15. Finally, s. 44 provides that subject to amendments in relation to matters specifically set out in ss. 41 and 42 of the Constitution Act, 1982, Parliament may exclusively make laws amending the Constitution in relation to the executive government of Canada or the Senate and the House of Commons.

16. By virtue of s. 47 of the Constitution Act, 1982, an amendment may be made under ss. 38, 41, 42 or 43 without a resolution of the Senate authorizing the proclamation of the amendment if, within 180 days after the adoption by the House of Commons of a resolution authorizing an amendment, the Senate has not adopted such a resolution, and if the House of Commons then again adopts the resolution. In simple terms, the Senate has no permanent veto over constitutional amendments made under the general amending procedure, the unanimous consent procedure or the “some but not all provinces” procedure.
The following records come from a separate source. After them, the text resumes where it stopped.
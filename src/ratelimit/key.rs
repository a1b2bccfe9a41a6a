//! Client key derivation and handling.

use axum::http::HeaderMap;

/// Key used when no caller identity can be derived.
pub const ANONYMOUS_KEY: &str = "anon";

const FORWARDED_FOR: &str = "x-forwarded-for";
const REAL_IP: &str = "x-real-ip";

/// A key that identifies a caller for rate limiting purposes.
///
/// Never empty: blank input collapses to [`ANONYMOUS_KEY`], so every request
/// maps to some bucket.
#[derive(Debug, Clone, PartialEq, Eq, Hash)]
pub struct ClientKey(String);

impl ClientKey {
    /// Create a key from a raw identity string.
    pub fn new(raw: impl AsRef<str>) -> Self {
        let trimmed = raw.as_ref().trim();
        if trimmed.is_empty() {
            Self::anonymous()
        } else {
            Self(trimmed.to_string())
        }
    }

    /// The shared key for callers without an identity.
    pub fn anonymous() -> Self {
        Self(ANONYMOUS_KEY.to_string())
    }

    /// Derive the key from reverse-proxy address headers.
    ///
    /// Takes the first hop of `X-Forwarded-For`, then `X-Real-IP`, then falls
    /// back to the anonymous key.
    pub fn from_headers(headers: &HeaderMap) -> Self {
        let forwarded = headers
            .get(FORWARDED_FOR)
            .and_then(|v| v.to_str().ok())
            .and_then(|chain| chain.split(',').next())
            .map(str::trim)
            .filter(|hop| !hop.is_empty());

        let real_ip = || {
            headers
                .get(REAL_IP)
                .and_then(|v| v.to_str().ok())
                .map(str::trim)
                .filter(|ip| !ip.is_empty())
        };

        forwarded
            .or_else(real_ip)
            .map(Self::new)
            .unwrap_or_else(Self::anonymous)
    }

    /// The key as a string slice.
    pub fn as_str(&self) -> &str {
        &self.0
    }

    /// Whether this is the shared anonymous key.
    pub fn is_anonymous(&self) -> bool {
        self.0 == ANONYMOUS_KEY
    }
}

impl std::fmt::Display for ClientKey {
    fn fmt(&self, f: &mut std::fmt::Formatter<'_>) -> std::fmt::Result {
        f.write_str(&self.0)
    }
}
17. The Constitution has been amended through these procedures eleven times since 1982. Amendments have most often taken place through s. 43 of the Constitution Act, 1982; however, both s. 38 and s. 44 have also been used to amend the Constitution; the latter most recently in 2011.7

III. Recent Legislative Initiatives for Senate Reform

A. Bill C-7 is Currently before Parliament

18. The reference questions are not posed in a legislative vacuum. Bill C-7, An Act respecting the selection of senators and amending the Constitution Act, 1867 in respect of Senate term limits (the “Senate Reform Act”), was given first reading on June 21, 2011. It is specifically referred to in questions 1(a), (f) (term limits) and 3 (consultation).

19. The preamble to the Senate Reform Act expresses the need for representative institutions to evolve in accordance with the principles of modern democracy. The preamble also highlights the need for the tenure of Senators to be consistent with modern democratic principles and the desire of Parliament to maintain the Senate as a chamber of independent, sober second thought.

20. Section 3 of the Senate Reform Act provides that if a province or territory enacts legislation that is in substantial accordance with the schedule to the Act, which in turn sets out the framework for selection of Senate nominees, the Prime Minister, in recommending Senate appointments to the Governor General, must consider names from the most current list of nominees selected for that province of territory.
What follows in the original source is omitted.